The paper proposes a framework for “systematic understanding” in machine learning agents, requiring an internal model, stable bridge principles to the target system, and reliable predictive capability.
It argues that many contemporary deep learning systems can achieve forms of understanding, but do not meet the stronger ideal of scientific understanding.
The work introduces the “Fractured Understanding Hypothesis,” claiming deep learning understanding is often symbolically misaligned with the target system, not explicitly reductive, and only weakly unifying.
Overall, it provides an evaluative lens for when ML systems’ internal representations constitute genuine understanding versus partial or misaligned modeling.

Abstract

I propose a model of systematic understanding, suitable for machine learning systems.

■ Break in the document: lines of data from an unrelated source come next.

//! Activity trail: append on the mutation's transaction, read for the feed.

use async_trait::async_trait;
use sqlx::postgres::PgRow;
use sqlx::{PgPool, Postgres, Row, Transaction};
use tracing::debug;
use uuid::Uuid;

use curio_core::defaults::clamp_limit;
use curio_core::{Activity, ActivityFilter, AuditRecorder, Error, NewActivity, Result};

const INSERT_ACTIVITY: &str = r#"
    INSERT INTO activity (id, category, element_id, activity_type, user_id)
    VALUES ($1, $2, $3, $4, $5)
    RETURNING id, category, element_id, activity_type, user_id, entered_on
"#;

const LIST_ACTIVITY: &str = r#"
    SELECT id, category, element_id, activity_type, user_id, entered_on
    FROM activity
    WHERE ($1::text IS NULL OR category = $1)
      AND ($2::bigint IS NULL OR element_id = $2)
    ORDER BY entered_on DESC, id DESC
    LIMIT $3
"#;

fn row_to_activity(row: &PgRow) -> Result<Activity> {
    let category: String = row.get("category");
    let kind: String = row.get("activity_type");
    Ok(Activity {
        id: row.get("id"),
        category: category
            .parse()
            .map_err(|_| Error::Internal(format!("stored activity category '{}'", category)))?,
        element_id: row.get("element_id"),
        kind: kind
            .parse()
            .map_err(|_| Error::Internal(format!("stored activity type '{}'", kind)))?,
        user_id: row.get("user_id"),
        entered_on: row.get("entered_on"),
    })
}

/// Writes activity rows on the caller's transaction.
#[derive(Debug, Clone, Copy, Default)]
pub struct PgAuditRecorder;

#[async_trait]
impl AuditRecorder for PgAuditRecorder {
    async fn record(
        &self,
        tx: &mut Transaction<'_, Postgres>,
        entry: NewActivity,
    ) -> Result<Activity> {
        entry.validate()?;

        let row = sqlx::query(INSERT_ACTIVITY)
            .bind(Uuid::now_v7())
            .bind(entry.category.as_str())
            .bind(entry.element_id)
            .bind(entry.kind.as_str())
            .bind(entry.user_id)
            .fetch_one(&mut **tx)
            .await?;
        let activity = row_to_activity(&row)?;

        debug!(
            subsystem = "audit",
            component = "activity",
            op = "record",
            activity_id = %activity.id,
            category = %activity.category,
            activity_type = %activity.kind,
            element_id = activity.element_id,
            "Activity recorded"
        );
        Ok(activity)
    }

    fn statements(&self) -> Vec<&'static str> {
        vec![INSERT_ACTIVITY]
    }
}

/// Read side of the activity trail.
#[derive(Clone)]
pub struct PgActivityRepository {
    pool: PgPool,
}

impl PgActivityRepository {
    /// Create a new PgActivityRepository with the given connection pool.
    pub fn new(pool: PgPool) -> Self {
        Self { pool }
    }

    /// Newest-first activity matching the filter.
    pub async fn list(&self, filter: &ActivityFilter) -> Result<Vec<Activity>> {
        let rows = sqlx::query(LIST_ACTIVITY)
            .bind(filter.category.map(|c| c.as_str()))
            .bind(filter.element_id)
            .bind(clamp_limit(filter.limit))
            .fetch_all(&self.pool)
            .await?;

        rows.iter().map(row_to_activity).collect()
    }
}

#[cfg(test)]
mod tests {
    use super::*;
    use curio_core::guard;

    #[test]
    fn test_recorder_reports_its_statement() {
        let statements = PgAuditRecorder.statements();
        assert_eq!(statements.len(), 1);
        assert!(statements[0].contains("INSERT INTO activity"));
    }

    #[test]
    fn test_activity_sql_passes_guard() {
        assert_eq!(guard::detect(INSERT_ACTIVITY), None);
        assert_eq!(guard::detect(LIST_ACTIVITY), None);
    }
}
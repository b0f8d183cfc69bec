use std::sync::Arc;

use anyhow::{Context, Result};
use axum::http::HeaderValue;
use clap::Parser;
use pnr_signer::{
    AppState, Authorizer, DayIdPolicy, DigestSigner, DomainConfig, EthereumSecp256k1Signer,
    SystemClock, address::parse_address, config, run,
};
use tracing_subscriber::EnvFilter;

#[derive(Parser)]
struct Args {
    #[clap(long, env = "HOST", default_value = "127.0.0.1")]
    host: String,
    #[clap(long, env = "PORT", default_value = "3000")]
    port: u16,
    /// Hex-encoded secp256k1 key; signing requests fail until it is set.
    #[clap(long, env = "OPERATOR_PK", hide_env_values = true)]
    operator_private_key: Option<String>,
    #[clap(long, env = "PNR_CHAIN_ID", default_value_t = config::DEFAULT_CHAIN_ID)]
    chain_id: u64,
    #[clap(long, env = "PNR_CONTRACT", default_value = "0xcB819189dD53FA65b5b15E979b5D6715752Acef9")]
    contract_address: String,
    #[clap(long, env = "ORIGIN_ALLOW")]
    allowed_origin: Option<String>,
    #[clap(long, env = "PNR_DAY_ID_OVERRIDE", value_enum, default_value = "trust")]
    day_id_override: DayIdPolicy,
}

#[tokio::main]
async fn main() -> Result<()> {
    tracing_subscriber::fmt()
        .with_env_filter(EnvFilter::try_from_default_env().unwrap_or_else(|_| EnvFilter::new("info")))
        .init();

    let args = Args::parse();

    let contract = parse_address(&args.contract_address)
        .map_err(|e| anyhow::anyhow!("invalid verifying contract address: {e}"))?;
    let domain = DomainConfig {
        chain_id: args.chain_id,
        contract,
        day_id_policy: args.day_id_override,
    };

    let signer = match args.operator_private_key.as_deref() {
        Some(key) => {
            let signer: Arc<dyn DigestSigner> =
                Arc::new(EthereumSecp256k1Signer::from_hex(key).context("loading OPERATOR_PK")?);
            Some(signer)
        }
        None => {
            tracing::warn!("OPERATOR_PK is not set; signing requests will fail");
            None
        }
    };

    let allowed_origin = args
        .allowed_origin
        .as_deref()
        .map(HeaderValue::from_str)
        .transpose()
        .context("ORIGIN_ALLOW is not a valid header value")?;

    let authorizer = Authorizer::new(domain, signer);
    tracing::info!(
        signer = ?authorizer.signer_address(),
        chain_id = authorizer.domain().chain_id,
        contract = %authorizer.domain().contract,
        day_id_override = ?authorizer.domain().day_id_policy,
        "starting pnr signer"
    );

    let state = AppState {
        authorizer: Arc::new(authorizer),
        clock: Arc::new(SystemClock),
        allowed_origin,
    };
    run(args.host, args.port, state).await
}
pub mod address;
pub mod authorize;
pub mod config;
pub mod digest;
pub mod encoding;
pub mod error;
pub mod server;
pub mod signing;
pub mod window;

pub use authorize::{Authorization, Authorizer};
pub use config::{DayIdPolicy, DomainConfig};
pub use digest::{BuiltDigest, DigestBuilder, SigningRequest};
pub use error::SignerError;
pub use server::{AppState, router, run};
pub use signing::{DigestSigner, EthereumSecp256k1Signer, recover_signer};
pub use window::{Clock, FixedClock, SystemClock};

On this account, an agent understands a property of a target system when it contains an adequate internal model that tracks real regularities, is coupled to the target by stable bridge principles, and supports reliable prediction. I argue that contemporary deep learning systems often can and do achieve such understanding. However they generally fall short of the ideal of scientific understanding: the understanding is symbolically misaligned with the target system, not explicitly reductive, and only weakly unifying. I label this the Fractured Understanding Hypothesis.